DATASET:
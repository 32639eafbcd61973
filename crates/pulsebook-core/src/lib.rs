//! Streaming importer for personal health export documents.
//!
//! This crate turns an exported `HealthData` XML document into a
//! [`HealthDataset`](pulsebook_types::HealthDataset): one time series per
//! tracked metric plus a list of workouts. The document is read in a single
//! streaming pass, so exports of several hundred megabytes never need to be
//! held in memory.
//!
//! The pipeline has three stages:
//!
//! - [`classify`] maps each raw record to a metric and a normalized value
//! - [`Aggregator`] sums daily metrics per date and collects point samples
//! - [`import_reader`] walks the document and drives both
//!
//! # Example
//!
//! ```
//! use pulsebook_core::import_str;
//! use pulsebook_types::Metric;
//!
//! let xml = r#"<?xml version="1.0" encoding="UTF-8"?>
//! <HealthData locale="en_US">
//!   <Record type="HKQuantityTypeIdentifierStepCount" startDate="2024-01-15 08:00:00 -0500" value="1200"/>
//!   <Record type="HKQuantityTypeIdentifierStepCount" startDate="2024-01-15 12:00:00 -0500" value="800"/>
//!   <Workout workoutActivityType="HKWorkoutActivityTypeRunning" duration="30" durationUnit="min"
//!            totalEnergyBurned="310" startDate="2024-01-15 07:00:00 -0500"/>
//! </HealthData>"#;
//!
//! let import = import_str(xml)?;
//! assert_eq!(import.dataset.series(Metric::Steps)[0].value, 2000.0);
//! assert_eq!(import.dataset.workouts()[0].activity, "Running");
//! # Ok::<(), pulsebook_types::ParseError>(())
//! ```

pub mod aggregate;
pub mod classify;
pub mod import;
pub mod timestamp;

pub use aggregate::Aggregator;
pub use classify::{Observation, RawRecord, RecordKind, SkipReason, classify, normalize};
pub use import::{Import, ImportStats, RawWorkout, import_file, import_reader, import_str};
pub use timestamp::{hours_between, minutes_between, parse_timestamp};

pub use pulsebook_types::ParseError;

ACTIVITY:
Print the lines above, unchanged, from the start of the records to the line with "document into a", including that final line.

RESPONSE AREA:
repository 32639eafbcd61973
filename crates/pulsebook-core/src/lib.rs
//! Streaming importer for personal health export documents.
//!
//! This crate turns an exported `HealthData` XML document into a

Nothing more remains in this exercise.